Tellez-Giron herself says that the decision to go to medical school was a calling, not a choice. Her experience as an immigrant to the United States, as well as her continued work with minority patients, has led her to not only continue to care for patients herself, but to educate others on how to care for the underserved. Tellez-Giron has worked in the university setting to diversify clinic personnel in order better to serve her patient population.
She has also been very active in the Latino community. She is the co-chair of the Latino Health Council of Dane County, and has been instrumental in organizing very important community initiatives such as health fairs, community conferences and health education Spanish-language radio programs.

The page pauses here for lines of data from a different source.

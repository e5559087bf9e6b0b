// ==========================================
// 司法资产看板 - (e) 按发行的分配百分比柱状
// ==========================================
// 输入: 全部持仓（不限状态）
// 键: 发行编号（为空 → 跳过）
// 值: 源记录"个人金额"（宽松货币解析） + "% 已分配"（≤1 视为比例 ×100）
//     任一缺失/无法解析 → 跳过该行
// 聚合: 正的个人金额求和,百分比取最大
// 输出: 最大百分比 > 0,升序,保留两位小数
// ==========================================

use crate::config::dashboard_config::ChartSettings;
use crate::domain::chart::{DistributionBar, DistributionSeries};
use crate::domain::position::Position;
use crate::engine::charts::color::distribution_color;
use crate::importer::field_resolver::{aliases, resolve};
use crate::importer::unit_coercer::{to_number_flex, to_percent_0_100};
use std::collections::HashMap;

fn round2(v: f64) -> f64 {
    (v * 100.0).round() / 100.0
}

pub struct DistributionBuilder<'a> {
    settings: &'a ChartSettings,
}

impl<'a> DistributionBuilder<'a> {
    pub fn new(settings: &'a ChartSettings) -> Self {
        Self { settings }
    }

    pub fn build(&self, positions: &[Position]) -> DistributionSeries {
        // (发行编号, 个人金额合计, 最大百分比)
        let mut groups: Vec<(String, f64, f64)> = Vec::new();
        let mut index: HashMap<String, usize> = HashMap::new();

        for p in positions {
            if p.issuance_id.is_empty() {
                continue;
            }
            let issuance = p.issuance_id.clone();

            let individual = resolve(&p.source, &aliases::INDIVIDUAL_VALUE).and_then(to_number_flex);
            let percent =
                resolve(&p.source, &aliases::DISTRIBUTED_FRACTION).and_then(to_percent_0_100);
            let (individual, percent) = match (individual, percent) {
                (Some(i), Some(pct)) => (i, pct),
                _ => continue,
            };

            let slot = match index.get(&issuance) {
                Some(&slot) => slot,
                None => {
                    index.insert(issuance.clone(), groups.len());
                    groups.push((issuance, 0.0, 0.0));
                    groups.len() - 1
                }
            };

            let g = &mut groups[slot];
            if individual > 0.0 {
                g.1 += individual;
            }
            if percent > g.2 {
                g.2 = percent;
            }
        }

        let mut kept: Vec<(String, f64, f64)> =
            groups.into_iter().filter(|(_, _, pct)| *pct > 0.0).collect();
        kept.sort_by(|a, b| a.2.total_cmp(&b.2));

        let bars = kept
            .into_iter()
            .map(|(issuance_id, distributed_value, max_pct)| {
                let percent = round2(max_pct);
                DistributionBar {
                    issuance_id,
                    percent,
                    distributed_value,
                    color: distribution_color(
                        percent,
                        self.settings.distribution_good_pct,
                        self.settings.distribution_fair_pct,
                    ),
                }
            })
            .collect();

        DistributionSeries { bars }
    }
}

#[cfg(test)]
mod tests {
    use super::*;
    use crate::domain::types::RawRecord;
    use crate::engine::charts::color::{DISTRIBUTION_FAIR, DISTRIBUTION_GOOD, DISTRIBUTION_POOR};
    use serde_json::{json, Value};
    use std::sync::Arc;

    fn row(issuance: &str, source: Value) -> Position {
        let record: RawRecord = source.as_object().cloned().unwrap();
        Position {
            issuance_id: issuance.to_string(),
            source: Arc::new(record),
            ..Position::default()
        }
    }

    #[test]
    fn test_distribution_max_percent_and_sum() {
        let settings = ChartSettings::default();
        let data = vec![
            row("EM-1", json!({"Valor Individual": "R$ 1.000,50", "% Distribuido": 0.4})),
            row("EM-1", json!({"Valor individual": 500, "% Distribuído": "85"})),
            row("EM-1", json!({"Valor Individual": -10, "% Distribuido": 0.1})),
            row("EM-2", json!({"Valor Individual": 10, "% Distribuido": 0.123456})),
            row("EM-3", json!({"Valor Individual": 10, "% Distribuido": 0.6})),
        ];

        let series = DistributionBuilder::new(&settings).build(&data);
        let ids: Vec<&str> = series.bars.iter().map(|b| b.issuance_id.as_str()).collect();
        assert_eq!(ids, vec!["EM-2", "EM-3", "EM-1"]);

        assert_eq!(series.bars[0].percent, 12.35);
        assert_eq!(series.bars[0].color, DISTRIBUTION_POOR);
        assert_eq!(series.bars[1].color, DISTRIBUTION_FAIR);
        assert_eq!(series.bars[2].percent, 85.0);
        assert_eq!(series.bars[2].distributed_value, 1500.5);
        assert_eq!(series.bars[2].color, DISTRIBUTION_GOOD);
    }

    #[test]
    fn test_distribution_skips_incomplete_rows() {
        let settings = ChartSettings::default();
        let data = vec![
            row("EM-1", json!({"Valor Individual": "", "% Distribuido": 0.5})),
            row("EM-2", json!({"Valor Individual": 10})),
            row("EM-3", json!({"Valor Individual": 10, "% Distribuido": 0})),
            row("", json!({"Valor Individual": 10, "% Distribuido": 0.5})),
        ];

        let series = DistributionBuilder::new(&settings).build(&data);
        assert!(series.bars.is_empty());
    }

    #[test]
    fn test_distribution_issuance_from_normalized_alias() {
        use crate::importer::RowNormalizer;

        let settings = ChartSettings::default();
        let record: RawRecord = json!({
            "Emissao": "EM-9",
            "Valor Individual": 10,
            "% Distribuido": 0.9
        })
        .as_object()
        .cloned()
        .unwrap();
        let data = vec![RowNormalizer::new().normalize(&record)];

        let series = DistributionBuilder::new(&settings).build(&data);
        assert_eq!(series.bars.len(), 1);
        assert_eq!(series.bars[0].issuance_id, "EM-9");
    }
}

Finally, she works with high school, undergraduate and medical students, educating them about entering the health professions. In his nomination, Kushner notes that Tellez-Giron has “stretched not only me, but my clinic and department, to be sensitive to ethnic and cultural issues.”
Raised in Mexico City, Dr. Tellez-Giron received her medical degree, with honors, at the National University of Mexico (UNAM). She moved to the United States in 1993 to be with her family and to continue her education, and ever since has been working very actively with the Latino/a community of Madison. She completed the University of Wisconsin Family Medicine Residency program and soon after graduation joined the Faculty of same program and is now an associate professor.
Her clinical practice is at the Wingra Clinic where more than 90% of her patients speak only Spanish. She is the chair of the Latino Health Council in Madison and under her leadership several annual community initiatives have been started including the Latino Health Fair, Latino Chronic Disease Summit, Latino Mental Health summit and a Latino health teen bash. She is also the medical director and main presenter of a monthly health education Spanish radio program in the local Spanish radio station.
Dr. Tellez- Giron has received multiple awards, including the public health award for community advocacy for her work with the Latina community and the Wisconsin Well Women program in 2000. She also has been awarded the AIDS Network Executive Director’s Award for Outstanding Community HIV/AIDS Service in 2004 and the Faculty Excellence Award for Community Service also in 2004. In 2005 received the “Wisconsin Family of the Year Award” (UMOS, Governor, Mayor) and in 2007, the UW Family Medicine Department Mark Hansen, M.D. Lectureship Award. In 2008 she was named a UW-Madison Outstanding Women of Color award and most recently the 2011 City-County Reverend Dr. Martin Luther King, Jr. Humanitarian Award for Dane County/Madison, Wisconsin.
Dr. Tellez-Giron has also presented cultural rounds to Health professionals working with the Latino/a Community at various organizations and hospitals local and at the national level.
She is married and is a proud mother of a 7 year old girl.